The pressure being placed on the recent college graduate is potentially enormous.

She will be splitting her time between learning about the law at the University of Nebraska and making the law at the Capitol (conveniently located just four miles apart). She will also be trying to balance the needs of her constituents against those of Nebraska GOP leadership without a democratic mandate.
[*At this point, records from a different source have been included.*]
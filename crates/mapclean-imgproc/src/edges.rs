use mapclean_image::{Image, ImageError};

use crate::{filter::sobel_gradients, parallel};

// tan(22.5°) in Q15 fixed point
const TG22: i32 = 13573;

const NOT_EDGE: u8 = 0;
const WEAK: u8 = 1;
const STRONG: u8 = 2;

/// Detect edges with the Canny algorithm.
///
/// Gradients come from 3x3 sobel kernels and their strength is the L1 norm
/// `|dx| + |dy|`. Pixels that are not a local maximum along the gradient
/// direction (quantized to 0°, 45°, 90° or 135°) are suppressed. Remaining
/// pixels above `high_threshold` seed the edges, which then grow through
/// 8-connected pixels above `low_threshold`.
///
/// # Arguments
///
/// * `src` - The grayscale input image.
/// * `dst` - The edge map, `255` on edges and `0` elsewhere.
/// * `low_threshold` - Hysteresis lower bound.
/// * `high_threshold` - Hysteresis upper bound.
///
/// PRECONDITION: `src` and `dst` must have the same shape.
pub fn canny(
    src: &Image<u8, 1>,
    dst: &mut Image<u8, 1>,
    low_threshold: f32,
    high_threshold: f32,
) -> Result<(), ImageError> {
    src.ensure_same_size(dst)?;

    let (low, high) = if low_threshold > high_threshold {
        (high_threshold, low_threshold)
    } else {
        (low_threshold, high_threshold)
    };
    // magnitudes are integers, so `m > t` is `m > floor(t)`
    let low = low.floor() as i32;
    let high = high.floor() as i32;

    let rows = src.rows();
    let cols = src.cols();

    let mut dx = Image::<i16, 1>::from_size_val(src.size(), 0)?;
    let mut dy = Image::<i16, 1>::from_size_val(src.size(), 0)?;
    sobel_gradients(src, &mut dx, &mut dy)?;

    let mut magnitude = Image::<i32, 1>::from_size_val(src.size(), 0)?;
    parallel::par_iter_rows_val_two(&dx, &dy, &mut magnitude, |&gx, &gy, m| {
        *m = (gx as i32).abs() + (gy as i32).abs();
    });

    let mag = magnitude.as_slice();
    let dx_data = dx.as_slice();
    let dy_data = dy.as_slice();

    let mag_at = |y: isize, x: isize| -> i32 {
        if y < 0 || x < 0 || y as usize >= rows || x as usize >= cols {
            return 0;
        }
        mag[y as usize * cols + x as usize]
    };

    // non-maximum suppression
    let mut state = Image::<u8, 1>::from_size_val(src.size(), NOT_EDGE)?;
    parallel::par_rows_mut(&mut state, |r, row_state| {
        let y = r as isize;
        for (c, out) in row_state.iter_mut().enumerate() {
            let idx = r * cols + c;
            let m = mag[idx];
            if m <= low {
                continue;
            }

            let x = c as isize;
            let gx = dx_data[idx] as i32;
            let gy = dy_data[idx] as i32;
            let xs = gx.abs();
            let ys = gy.abs() << 15;
            let tg22x = xs * TG22;

            let is_max = if ys < tg22x {
                m > mag_at(y, x - 1) && m >= mag_at(y, x + 1)
            } else if ys > tg22x + (xs << 16) {
                m > mag_at(y - 1, x) && m >= mag_at(y + 1, x)
            } else {
                let s = if (gx ^ gy) < 0 { -1 } else { 1 };
                m > mag_at(y - 1, x - s) && m > mag_at(y + 1, x + s)
            };

            if is_max {
                *out = if m > high { STRONG } else { WEAK };
            }
        }
    });

    // hysteresis
    let state = state.as_slice_mut();
    let mut stack: Vec<usize> = state
        .iter()
        .enumerate()
        .filter_map(|(idx, &s)| (s == STRONG).then_some(idx))
        .collect();

    while let Some(idx) = stack.pop() {
        let (y, x) = ((idx / cols) as isize, (idx % cols) as isize);
        for ny in y - 1..=y + 1 {
            for nx in x - 1..=x + 1 {
                if ny < 0 || nx < 0 || ny as usize >= rows || nx as usize >= cols {
                    continue;
                }
                let n = ny as usize * cols + nx as usize;
                if state[n] == WEAK {
                    state[n] = STRONG;
                    stack.push(n);
                }
            }
        }
    }

    dst.as_slice_mut()
        .iter_mut()
        .zip(state.iter())
        .for_each(|(d, &s)| *d = if s == STRONG { 255 } else { 0 });

    Ok(())
}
It is a problem other Ricketts appointees have struggled with: of his three previous appointments only one has managed to win back their seat in an election.

If the list of other applicants for the Senate appointment is anything to go by, Slama may indeed face tough competition in 2020 if she decides to run.

Among the nine other appointment-hopefuls were Pawnee County commissioner Dennis Schaart, former Richardson County commissioner Gayle Swisegood (who also served as president of the Nebraska Association of County Officials), criminal defense attorney and Nemaha County public defender Keith Kollasch, and former Nebraska Realtors Association president and community activist Janet Palmtag.

Governor Ricketts’ office, his campaign, and incoming-Senator Julie Slama were all invited to contribute to this article.